Plaintiff brought this action to recover payment for services he allegedly rendered to defendant when he plowed defendant’s land in partial performance of his obligations under a farm lease agreement.
It is undisputed that plaintiff entered into a lease agreement with defendant under the terms of which he was to produce a crop on defendant’s land in exchange for a share of the proceeds of sale. Plaintiff plowed the land in preparation for planting, but was unable to complete the farming of the crop due to illness. Defendant leased the land, upon surrender by plaintiff, to another “cropper” under a similar arrangement. Plaintiff sought payment for his labor according to the fair market value of the plowing. Judgment was entered pursuant to a jury verdict for plaintiff in the amount prayed for, $1,232.50, plus interest and costs. Defendant appeals.
North State Legal Services, Inc., by Philip N. Lehman, for plaintiff appellee.
Aubrey G. Blanchard, Jr. and Hemric, Hemric and Elder, by H. Clay Hemric, Jr., for defendant appellant.

Opinion:
ARNOLD, Judge.
We note at the outset that defendant's argument that the court erred in admitting evidence of plaintiffs willingness to secure substitute performance of the contract is well taken. A farm lease (sharecropping) agreement is personal in nature and thus non-assignable without the landlord's consent since the landlord's receipts under the contract are directly related to the lessee's skill and industry. See 49 Am. Jur. 2d, Landlord and Tenant, Sec. 400. However, for the reasons set forth below, we find it unnecessary to reach the question of whether this error was prejudicial.
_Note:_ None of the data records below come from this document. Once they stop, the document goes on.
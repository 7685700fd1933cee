//! カード一覧の読み出し（無効化されていればサーバーから取り直す）

use common::error::Error;
use common::http::RequestOptions;
use common::ports::outbound::{LogLevel, LogRecord};
use serde_json::Value;

use super::Deps;
use crate::domain::{normalize_families, CardFamily, ExperienceCard};
use crate::store::QueryKey;

pub struct CardQueries {
    deps: Deps,
}

impl CardQueries {
    pub fn new(deps: Deps) -> Self {
        Self { deps }
    }

    /// 新鮮なら `None`、取り直すなら取得前の無効化回数
    fn needs_fetch(&self, key: &QueryKey) -> Option<u64> {
        let now = self.deps.clock.now_ms();
        self.deps.store.read(|s| {
            if s.queries.is_fresh(key, now, None) {
                None
            } else {
                Some(s.queries.invalidation_count(key))
            }
        })
    }

    /// GET /me/experience-card-families
    ///
    /// 取得中に無効化が入った応答は反映せず、手元のキャッシュを返す。
    pub fn families(&self) -> Result<Vec<CardFamily>, Error> {
        if let Some(seen) = self.needs_fetch(&QueryKey::CardFamilies) {
            let body: Value = self
                .deps
                .client
                .call("/me/experience-card-families", RequestOptions::get())
                .inspect_err(|e| self.deps.emit_failure("cards", "card families fetch failed", e))?;
            let normalized = normalize_families(body)?;
            if normalized.dropped_families > 0 || normalized.dropped_children > 0 {
                self.deps.emit(
                    LogRecord::new(LogLevel::Warn, "inconsistent card families dropped")
                        .kind("cards")
                        .field("dropped_families", normalized.dropped_families)
                        .field("dropped_children", normalized.dropped_children),
                );
            }
            let now = self.deps.clock.now_ms();
            let applied = self.deps.store.write(|s| {
                let applied = s.queries.mark_fresh_since(QueryKey::CardFamilies, now, seen);
                if applied {
                    s.cards.replace_persisted(normalized.families);
                }
                applied
            });
            if !applied {
                self.deps.emit(
                    LogRecord::new(LogLevel::Debug, "card families invalidated during fetch")
                        .kind("cards"),
                );
            }
        }
        Ok(self.deps.store.read(|s| s.cards.families().to_vec()))
    }

    /// GET /me/experience-cards（親カードのフラット一覧）
    pub fn cards(&self) -> Result<Vec<ExperienceCard>, Error> {
        if let Some(seen) = self.needs_fetch(&QueryKey::ExperienceCards) {
            let body: Value = self
                .deps
                .client
                .call("/me/experience-cards", RequestOptions::get())
                .inspect_err(|e| self.deps.emit_failure("cards", "experience cards fetch failed", e))?;
            let list = match body {
                Value::Object(mut obj) => obj.remove("cards").unwrap_or(Value::Array(Vec::new())),
                Value::Null => Value::Array(Vec::new()),
                other => other,
            };
            let cards: Vec<ExperienceCard> = serde_json::from_value(list)?;
            let now = self.deps.clock.now_ms();
            self.deps.store.write(|s| {
                if s.queries.mark_fresh_since(QueryKey::ExperienceCards, now, seen) {
                    s.cards.replace_cards(cards);
                }
            });
        }
        Ok(self.deps.store.read(|s| s.cards.cards().to_vec()))
    }
}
The trial court's entry of judgment in accordance with the jury's finding that the defendant was obligated to the plaintiff to the extent of the market value of plaintiffs labor was error. It is true that a "cropper" who, through no fault of his own, surrenders the leasehold before harvesting the crop has been held to have an interest in the proceeds of the sale of the crop. Parker v. Brown, 136 N.C. 280, 48 S.E. 657 (1904). However, the case at bar is distinguishable on its facts from Parker in that no crop had been planted in which plaintiff could claim an interest at the time he surrendered the leasehold. Moreover, it was the crop to be cultivated and harvested by the plaintiff, not the plaintiffs labor, for which the defendant bargained. Thus, there could be no recovery for the value of partial performance of the contract since no part of the crop was produced.
The jury could have based its award only on á finding that defendant had been unjustly enriched, and that equity therefore justified imposition of a contract implied in law. On this theory, the plaintiff would be entitled to recover the value of his services (quantum meruit). However, one of the necessary elements for recovery on a contract implied in law is missing here — there is no evidence in the record to indicate that any benefit inured to the defendant as a result of plaintiff's partial performance. Without enrichment, there can be no "unjust enrichment" and therefore no recovery on an implied contract. Dobbs, Remedies § 4.2 (1973).
Accordingly, defendant was entitled to a directed verdict.
Reversed.
Chief Judge MORRIS and Judge BECTON concur.